*** Opening of Excerpted data ***

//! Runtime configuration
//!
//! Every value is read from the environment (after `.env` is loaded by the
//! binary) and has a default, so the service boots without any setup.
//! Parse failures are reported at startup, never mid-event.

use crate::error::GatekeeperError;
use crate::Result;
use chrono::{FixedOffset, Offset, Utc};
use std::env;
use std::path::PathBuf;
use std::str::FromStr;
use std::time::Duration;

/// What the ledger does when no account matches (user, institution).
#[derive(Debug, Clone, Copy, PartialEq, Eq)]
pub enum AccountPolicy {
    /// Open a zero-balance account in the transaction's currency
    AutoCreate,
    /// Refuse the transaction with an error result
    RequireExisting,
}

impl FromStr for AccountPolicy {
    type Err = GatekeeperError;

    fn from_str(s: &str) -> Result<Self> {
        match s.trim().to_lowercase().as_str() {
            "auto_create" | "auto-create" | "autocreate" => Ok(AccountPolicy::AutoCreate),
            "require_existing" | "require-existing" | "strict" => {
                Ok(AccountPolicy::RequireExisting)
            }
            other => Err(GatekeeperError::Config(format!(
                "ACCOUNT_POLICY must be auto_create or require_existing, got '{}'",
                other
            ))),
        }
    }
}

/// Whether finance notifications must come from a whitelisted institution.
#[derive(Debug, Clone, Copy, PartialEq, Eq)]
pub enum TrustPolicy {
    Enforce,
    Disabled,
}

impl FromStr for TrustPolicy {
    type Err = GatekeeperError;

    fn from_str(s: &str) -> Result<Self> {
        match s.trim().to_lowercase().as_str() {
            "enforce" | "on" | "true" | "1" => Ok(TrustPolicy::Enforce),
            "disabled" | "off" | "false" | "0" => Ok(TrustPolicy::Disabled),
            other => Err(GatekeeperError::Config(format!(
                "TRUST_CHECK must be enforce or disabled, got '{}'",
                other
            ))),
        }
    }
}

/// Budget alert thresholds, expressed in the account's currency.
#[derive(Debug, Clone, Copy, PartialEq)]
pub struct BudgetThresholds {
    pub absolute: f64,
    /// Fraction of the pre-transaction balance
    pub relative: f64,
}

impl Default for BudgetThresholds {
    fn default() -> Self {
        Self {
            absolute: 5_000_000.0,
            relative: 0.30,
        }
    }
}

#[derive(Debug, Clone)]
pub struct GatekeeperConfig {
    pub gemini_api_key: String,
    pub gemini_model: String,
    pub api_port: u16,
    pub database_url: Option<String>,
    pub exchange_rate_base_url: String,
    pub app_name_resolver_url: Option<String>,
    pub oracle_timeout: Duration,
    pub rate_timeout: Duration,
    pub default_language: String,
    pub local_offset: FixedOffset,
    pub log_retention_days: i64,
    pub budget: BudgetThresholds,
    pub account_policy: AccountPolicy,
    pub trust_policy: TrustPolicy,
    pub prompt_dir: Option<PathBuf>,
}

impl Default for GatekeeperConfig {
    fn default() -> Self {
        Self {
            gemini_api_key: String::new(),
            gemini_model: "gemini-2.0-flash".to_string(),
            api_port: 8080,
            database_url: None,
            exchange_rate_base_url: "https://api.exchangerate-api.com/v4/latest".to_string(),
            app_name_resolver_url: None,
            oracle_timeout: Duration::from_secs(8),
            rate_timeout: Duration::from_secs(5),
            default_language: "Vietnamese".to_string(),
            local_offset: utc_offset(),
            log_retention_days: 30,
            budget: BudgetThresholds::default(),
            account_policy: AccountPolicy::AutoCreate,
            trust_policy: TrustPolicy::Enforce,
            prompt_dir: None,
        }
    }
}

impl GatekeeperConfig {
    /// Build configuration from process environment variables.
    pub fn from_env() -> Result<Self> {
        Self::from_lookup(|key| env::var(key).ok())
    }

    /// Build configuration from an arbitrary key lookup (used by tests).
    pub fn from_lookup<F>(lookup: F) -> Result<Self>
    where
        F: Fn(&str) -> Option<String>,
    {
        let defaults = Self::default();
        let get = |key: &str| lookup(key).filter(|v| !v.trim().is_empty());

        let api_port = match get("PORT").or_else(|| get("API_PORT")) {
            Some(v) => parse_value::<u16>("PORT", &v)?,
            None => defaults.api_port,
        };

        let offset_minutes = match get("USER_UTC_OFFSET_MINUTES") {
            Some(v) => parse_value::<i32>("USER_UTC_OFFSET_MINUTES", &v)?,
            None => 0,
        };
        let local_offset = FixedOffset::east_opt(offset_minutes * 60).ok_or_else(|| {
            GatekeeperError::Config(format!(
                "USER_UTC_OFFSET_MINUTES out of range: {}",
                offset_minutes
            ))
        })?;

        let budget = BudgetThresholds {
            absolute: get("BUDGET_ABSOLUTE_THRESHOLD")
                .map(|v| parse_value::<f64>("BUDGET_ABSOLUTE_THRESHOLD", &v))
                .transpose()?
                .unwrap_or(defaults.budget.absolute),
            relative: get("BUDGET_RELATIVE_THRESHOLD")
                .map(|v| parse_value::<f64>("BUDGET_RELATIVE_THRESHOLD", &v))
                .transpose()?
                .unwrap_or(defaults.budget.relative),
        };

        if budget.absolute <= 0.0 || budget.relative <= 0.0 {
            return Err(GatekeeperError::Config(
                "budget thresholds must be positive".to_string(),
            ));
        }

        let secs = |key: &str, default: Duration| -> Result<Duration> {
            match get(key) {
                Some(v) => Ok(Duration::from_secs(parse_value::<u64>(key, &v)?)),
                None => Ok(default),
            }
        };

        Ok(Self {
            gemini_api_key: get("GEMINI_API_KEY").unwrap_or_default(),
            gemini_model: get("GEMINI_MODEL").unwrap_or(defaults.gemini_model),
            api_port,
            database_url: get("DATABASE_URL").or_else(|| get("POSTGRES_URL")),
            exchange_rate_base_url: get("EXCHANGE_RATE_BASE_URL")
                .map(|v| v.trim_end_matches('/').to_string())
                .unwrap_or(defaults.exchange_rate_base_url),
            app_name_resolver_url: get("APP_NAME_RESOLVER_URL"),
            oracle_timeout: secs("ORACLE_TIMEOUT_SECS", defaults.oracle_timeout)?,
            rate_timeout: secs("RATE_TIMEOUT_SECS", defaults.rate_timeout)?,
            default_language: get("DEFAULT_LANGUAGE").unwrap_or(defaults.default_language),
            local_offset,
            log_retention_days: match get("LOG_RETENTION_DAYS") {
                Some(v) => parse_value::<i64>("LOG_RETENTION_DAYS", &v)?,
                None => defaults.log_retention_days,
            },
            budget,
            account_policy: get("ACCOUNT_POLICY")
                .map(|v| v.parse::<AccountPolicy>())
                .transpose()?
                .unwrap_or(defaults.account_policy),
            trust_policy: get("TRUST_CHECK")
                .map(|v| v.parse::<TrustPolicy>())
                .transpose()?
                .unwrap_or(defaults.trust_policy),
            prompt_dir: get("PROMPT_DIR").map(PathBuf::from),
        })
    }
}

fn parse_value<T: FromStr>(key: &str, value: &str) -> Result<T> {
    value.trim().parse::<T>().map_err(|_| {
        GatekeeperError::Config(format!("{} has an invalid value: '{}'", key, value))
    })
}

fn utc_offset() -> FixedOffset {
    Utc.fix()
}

*** Close of Excerpted data ***
*** Opening of Excerpted data ***

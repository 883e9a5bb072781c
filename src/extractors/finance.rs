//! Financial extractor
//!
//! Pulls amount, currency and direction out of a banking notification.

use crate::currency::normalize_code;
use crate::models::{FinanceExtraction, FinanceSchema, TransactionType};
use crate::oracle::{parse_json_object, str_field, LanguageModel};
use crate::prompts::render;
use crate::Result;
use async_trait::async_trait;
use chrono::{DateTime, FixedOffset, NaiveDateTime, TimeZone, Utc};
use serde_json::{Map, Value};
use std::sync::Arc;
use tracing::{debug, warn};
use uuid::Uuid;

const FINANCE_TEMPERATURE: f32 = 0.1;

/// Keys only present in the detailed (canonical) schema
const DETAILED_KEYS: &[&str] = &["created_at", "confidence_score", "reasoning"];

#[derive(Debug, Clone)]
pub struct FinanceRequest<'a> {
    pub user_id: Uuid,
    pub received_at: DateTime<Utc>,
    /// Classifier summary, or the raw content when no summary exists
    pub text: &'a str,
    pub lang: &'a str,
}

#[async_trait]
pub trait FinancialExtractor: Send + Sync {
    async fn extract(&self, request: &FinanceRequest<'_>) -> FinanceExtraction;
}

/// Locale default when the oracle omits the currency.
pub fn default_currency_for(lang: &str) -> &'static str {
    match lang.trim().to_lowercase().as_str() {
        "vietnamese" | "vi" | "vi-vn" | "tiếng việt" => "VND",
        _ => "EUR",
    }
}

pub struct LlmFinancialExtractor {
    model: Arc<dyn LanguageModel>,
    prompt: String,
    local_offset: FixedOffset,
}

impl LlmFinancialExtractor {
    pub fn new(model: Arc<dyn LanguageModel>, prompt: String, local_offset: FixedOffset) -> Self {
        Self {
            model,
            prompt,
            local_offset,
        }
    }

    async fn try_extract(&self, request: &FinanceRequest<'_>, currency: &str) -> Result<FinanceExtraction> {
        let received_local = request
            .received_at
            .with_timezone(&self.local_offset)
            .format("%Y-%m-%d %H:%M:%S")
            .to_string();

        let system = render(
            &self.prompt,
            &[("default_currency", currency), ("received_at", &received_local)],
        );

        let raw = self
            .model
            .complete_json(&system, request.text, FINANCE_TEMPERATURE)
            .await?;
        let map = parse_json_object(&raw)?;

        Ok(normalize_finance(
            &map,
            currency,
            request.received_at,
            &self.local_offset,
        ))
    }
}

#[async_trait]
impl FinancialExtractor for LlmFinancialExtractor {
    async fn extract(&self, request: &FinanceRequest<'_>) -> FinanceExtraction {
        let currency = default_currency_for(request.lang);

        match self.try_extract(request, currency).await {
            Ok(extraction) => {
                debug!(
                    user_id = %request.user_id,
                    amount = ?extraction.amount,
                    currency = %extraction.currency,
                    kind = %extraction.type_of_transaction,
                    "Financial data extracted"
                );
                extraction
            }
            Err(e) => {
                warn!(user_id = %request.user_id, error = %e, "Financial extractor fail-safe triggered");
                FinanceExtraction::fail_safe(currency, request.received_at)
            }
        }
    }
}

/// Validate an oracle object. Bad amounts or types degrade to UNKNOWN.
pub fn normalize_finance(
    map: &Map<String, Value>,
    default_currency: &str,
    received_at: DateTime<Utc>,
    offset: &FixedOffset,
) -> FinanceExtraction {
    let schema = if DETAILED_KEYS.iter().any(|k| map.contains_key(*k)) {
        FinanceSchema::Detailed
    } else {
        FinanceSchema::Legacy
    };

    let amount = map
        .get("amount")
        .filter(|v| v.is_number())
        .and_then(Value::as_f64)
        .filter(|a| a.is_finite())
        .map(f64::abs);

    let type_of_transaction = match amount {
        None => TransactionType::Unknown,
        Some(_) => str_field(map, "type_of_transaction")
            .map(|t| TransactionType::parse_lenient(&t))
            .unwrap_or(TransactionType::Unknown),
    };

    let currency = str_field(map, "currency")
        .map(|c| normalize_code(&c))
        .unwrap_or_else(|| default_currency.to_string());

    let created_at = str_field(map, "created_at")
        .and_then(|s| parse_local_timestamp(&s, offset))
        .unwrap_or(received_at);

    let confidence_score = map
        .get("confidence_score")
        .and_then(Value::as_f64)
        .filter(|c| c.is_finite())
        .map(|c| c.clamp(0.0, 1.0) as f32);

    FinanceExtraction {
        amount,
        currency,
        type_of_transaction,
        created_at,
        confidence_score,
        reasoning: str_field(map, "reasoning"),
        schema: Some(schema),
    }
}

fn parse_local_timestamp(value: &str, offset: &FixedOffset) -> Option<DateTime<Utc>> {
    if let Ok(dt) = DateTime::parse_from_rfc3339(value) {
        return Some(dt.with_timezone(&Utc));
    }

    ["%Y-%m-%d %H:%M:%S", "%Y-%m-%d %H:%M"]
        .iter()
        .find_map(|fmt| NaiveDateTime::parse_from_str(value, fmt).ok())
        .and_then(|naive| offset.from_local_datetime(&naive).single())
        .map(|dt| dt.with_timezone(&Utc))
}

*** Close of Excerpted data ***
*** Opening of Excerpted data ***

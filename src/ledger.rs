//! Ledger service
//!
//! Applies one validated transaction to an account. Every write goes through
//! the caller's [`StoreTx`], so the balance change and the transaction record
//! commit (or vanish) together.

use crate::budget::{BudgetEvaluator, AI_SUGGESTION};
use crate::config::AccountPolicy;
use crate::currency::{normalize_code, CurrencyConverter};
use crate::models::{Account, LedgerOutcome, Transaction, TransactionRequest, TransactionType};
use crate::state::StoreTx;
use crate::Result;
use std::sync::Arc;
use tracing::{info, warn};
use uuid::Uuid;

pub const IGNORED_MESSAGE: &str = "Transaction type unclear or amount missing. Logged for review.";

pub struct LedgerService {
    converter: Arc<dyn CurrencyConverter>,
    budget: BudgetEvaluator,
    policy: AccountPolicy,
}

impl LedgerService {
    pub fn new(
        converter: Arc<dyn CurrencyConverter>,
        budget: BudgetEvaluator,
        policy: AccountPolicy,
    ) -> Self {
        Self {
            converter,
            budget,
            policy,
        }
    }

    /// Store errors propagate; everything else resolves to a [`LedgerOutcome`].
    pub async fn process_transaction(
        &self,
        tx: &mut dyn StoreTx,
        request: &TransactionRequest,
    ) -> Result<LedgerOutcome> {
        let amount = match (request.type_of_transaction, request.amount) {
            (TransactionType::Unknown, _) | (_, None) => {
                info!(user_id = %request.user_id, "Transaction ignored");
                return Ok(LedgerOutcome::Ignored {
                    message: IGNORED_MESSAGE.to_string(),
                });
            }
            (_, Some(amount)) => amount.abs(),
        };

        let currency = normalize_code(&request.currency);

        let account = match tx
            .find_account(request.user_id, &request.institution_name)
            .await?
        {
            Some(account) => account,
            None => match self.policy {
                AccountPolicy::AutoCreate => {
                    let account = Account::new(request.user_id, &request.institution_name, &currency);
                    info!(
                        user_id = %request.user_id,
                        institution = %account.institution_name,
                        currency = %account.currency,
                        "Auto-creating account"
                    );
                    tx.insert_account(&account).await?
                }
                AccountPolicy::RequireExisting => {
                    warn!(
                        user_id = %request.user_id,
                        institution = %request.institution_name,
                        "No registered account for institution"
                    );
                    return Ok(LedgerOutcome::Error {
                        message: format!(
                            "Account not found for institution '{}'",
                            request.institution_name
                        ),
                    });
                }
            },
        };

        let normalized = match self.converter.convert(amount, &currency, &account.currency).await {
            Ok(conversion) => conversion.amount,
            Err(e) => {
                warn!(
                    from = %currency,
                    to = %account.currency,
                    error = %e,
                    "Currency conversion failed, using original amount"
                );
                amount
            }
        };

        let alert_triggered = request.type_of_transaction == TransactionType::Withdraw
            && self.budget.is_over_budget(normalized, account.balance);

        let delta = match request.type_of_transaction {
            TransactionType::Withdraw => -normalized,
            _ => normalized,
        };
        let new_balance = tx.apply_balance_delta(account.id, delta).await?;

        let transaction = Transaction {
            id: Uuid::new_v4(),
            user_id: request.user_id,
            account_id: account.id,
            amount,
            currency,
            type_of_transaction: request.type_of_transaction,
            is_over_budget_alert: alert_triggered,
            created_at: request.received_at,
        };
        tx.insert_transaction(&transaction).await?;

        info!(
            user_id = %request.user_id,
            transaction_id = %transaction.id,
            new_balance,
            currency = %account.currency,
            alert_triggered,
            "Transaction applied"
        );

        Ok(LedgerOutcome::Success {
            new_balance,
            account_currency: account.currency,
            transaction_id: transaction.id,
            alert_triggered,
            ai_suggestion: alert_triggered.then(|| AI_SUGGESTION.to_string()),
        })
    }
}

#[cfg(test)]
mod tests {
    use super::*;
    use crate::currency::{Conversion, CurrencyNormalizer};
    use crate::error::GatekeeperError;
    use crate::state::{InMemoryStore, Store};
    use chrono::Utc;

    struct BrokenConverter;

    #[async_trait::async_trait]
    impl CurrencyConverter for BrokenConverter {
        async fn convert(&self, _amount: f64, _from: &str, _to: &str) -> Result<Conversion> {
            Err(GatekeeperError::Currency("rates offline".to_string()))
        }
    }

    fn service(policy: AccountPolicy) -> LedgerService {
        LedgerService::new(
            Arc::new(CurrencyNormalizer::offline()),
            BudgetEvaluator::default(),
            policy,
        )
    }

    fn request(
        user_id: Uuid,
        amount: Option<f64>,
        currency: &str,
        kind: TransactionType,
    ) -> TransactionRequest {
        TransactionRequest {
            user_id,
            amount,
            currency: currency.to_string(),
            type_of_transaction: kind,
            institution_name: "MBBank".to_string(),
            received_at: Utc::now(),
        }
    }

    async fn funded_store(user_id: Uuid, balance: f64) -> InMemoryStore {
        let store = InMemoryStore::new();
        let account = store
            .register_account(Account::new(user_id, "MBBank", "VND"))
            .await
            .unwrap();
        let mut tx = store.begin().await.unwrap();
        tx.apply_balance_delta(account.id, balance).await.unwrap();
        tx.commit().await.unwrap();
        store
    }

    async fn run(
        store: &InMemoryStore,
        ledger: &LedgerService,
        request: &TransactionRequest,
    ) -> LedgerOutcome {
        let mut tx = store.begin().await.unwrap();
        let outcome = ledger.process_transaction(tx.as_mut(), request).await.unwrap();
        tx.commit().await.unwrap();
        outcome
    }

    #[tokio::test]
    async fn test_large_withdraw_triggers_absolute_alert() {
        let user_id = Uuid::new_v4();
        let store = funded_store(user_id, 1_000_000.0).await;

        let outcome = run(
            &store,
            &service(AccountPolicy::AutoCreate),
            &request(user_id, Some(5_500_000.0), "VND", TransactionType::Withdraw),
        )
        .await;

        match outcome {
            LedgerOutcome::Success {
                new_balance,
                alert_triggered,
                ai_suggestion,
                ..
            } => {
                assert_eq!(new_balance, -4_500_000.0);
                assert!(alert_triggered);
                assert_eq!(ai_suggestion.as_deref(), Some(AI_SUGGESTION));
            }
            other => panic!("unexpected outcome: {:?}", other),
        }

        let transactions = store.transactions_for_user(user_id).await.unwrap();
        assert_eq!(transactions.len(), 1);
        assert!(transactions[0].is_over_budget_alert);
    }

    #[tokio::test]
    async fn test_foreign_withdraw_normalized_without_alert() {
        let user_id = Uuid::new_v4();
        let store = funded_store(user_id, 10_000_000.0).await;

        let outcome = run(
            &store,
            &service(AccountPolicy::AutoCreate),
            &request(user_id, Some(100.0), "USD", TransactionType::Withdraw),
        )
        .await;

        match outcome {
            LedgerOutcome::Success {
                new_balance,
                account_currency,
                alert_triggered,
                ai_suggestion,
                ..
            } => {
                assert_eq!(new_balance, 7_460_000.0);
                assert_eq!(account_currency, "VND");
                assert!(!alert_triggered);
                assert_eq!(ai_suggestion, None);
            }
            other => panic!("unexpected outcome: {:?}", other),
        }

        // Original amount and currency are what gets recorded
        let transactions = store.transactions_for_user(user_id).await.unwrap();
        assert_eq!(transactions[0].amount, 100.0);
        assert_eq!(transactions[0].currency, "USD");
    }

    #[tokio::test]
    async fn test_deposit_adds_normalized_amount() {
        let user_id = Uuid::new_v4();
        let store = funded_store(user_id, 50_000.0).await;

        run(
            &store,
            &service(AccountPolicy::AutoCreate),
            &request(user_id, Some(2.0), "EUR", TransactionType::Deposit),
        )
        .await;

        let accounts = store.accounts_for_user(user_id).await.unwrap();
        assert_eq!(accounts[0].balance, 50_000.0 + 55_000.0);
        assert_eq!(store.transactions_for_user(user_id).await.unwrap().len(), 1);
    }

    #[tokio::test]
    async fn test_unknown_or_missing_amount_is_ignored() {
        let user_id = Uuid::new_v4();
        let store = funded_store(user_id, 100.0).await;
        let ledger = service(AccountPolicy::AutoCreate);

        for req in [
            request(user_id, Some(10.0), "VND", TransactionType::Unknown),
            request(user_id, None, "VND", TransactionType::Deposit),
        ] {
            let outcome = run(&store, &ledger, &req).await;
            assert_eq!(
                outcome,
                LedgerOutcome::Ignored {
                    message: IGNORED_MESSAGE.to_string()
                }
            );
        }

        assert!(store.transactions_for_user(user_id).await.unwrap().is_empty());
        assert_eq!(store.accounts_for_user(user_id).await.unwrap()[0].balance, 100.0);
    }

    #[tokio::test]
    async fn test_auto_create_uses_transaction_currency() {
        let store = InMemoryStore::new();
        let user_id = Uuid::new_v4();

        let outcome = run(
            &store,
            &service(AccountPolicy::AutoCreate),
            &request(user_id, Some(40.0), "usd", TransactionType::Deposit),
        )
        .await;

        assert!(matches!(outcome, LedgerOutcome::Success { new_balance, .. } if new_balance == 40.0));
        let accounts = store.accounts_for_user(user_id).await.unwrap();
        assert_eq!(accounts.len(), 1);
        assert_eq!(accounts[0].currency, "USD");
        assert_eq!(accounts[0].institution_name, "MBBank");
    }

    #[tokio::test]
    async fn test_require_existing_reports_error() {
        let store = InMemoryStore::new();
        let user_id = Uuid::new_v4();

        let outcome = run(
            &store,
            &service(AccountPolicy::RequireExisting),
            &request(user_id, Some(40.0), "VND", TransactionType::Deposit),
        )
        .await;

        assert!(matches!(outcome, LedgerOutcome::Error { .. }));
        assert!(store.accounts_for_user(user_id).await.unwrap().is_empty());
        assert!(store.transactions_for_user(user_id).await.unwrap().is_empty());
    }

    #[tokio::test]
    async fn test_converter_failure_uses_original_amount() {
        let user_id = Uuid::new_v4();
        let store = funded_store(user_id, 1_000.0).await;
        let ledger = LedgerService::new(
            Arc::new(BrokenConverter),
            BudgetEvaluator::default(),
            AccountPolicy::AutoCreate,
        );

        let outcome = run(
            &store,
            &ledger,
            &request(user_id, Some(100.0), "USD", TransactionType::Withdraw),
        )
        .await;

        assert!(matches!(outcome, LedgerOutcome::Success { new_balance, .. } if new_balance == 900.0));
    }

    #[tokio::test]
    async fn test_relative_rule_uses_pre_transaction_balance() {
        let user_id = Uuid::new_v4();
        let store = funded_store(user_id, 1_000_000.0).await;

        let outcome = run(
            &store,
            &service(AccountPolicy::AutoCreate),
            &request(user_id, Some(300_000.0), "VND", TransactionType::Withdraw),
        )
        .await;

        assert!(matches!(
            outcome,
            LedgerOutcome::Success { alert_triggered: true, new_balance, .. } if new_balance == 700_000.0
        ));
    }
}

*** Close of Excerpted data ***

*What to do:* Find the word "filename" in the entries, then copy out every line that has it.

*Response for this exercise:*
filename src/extractors/finance.rs
filename src/ledger.rs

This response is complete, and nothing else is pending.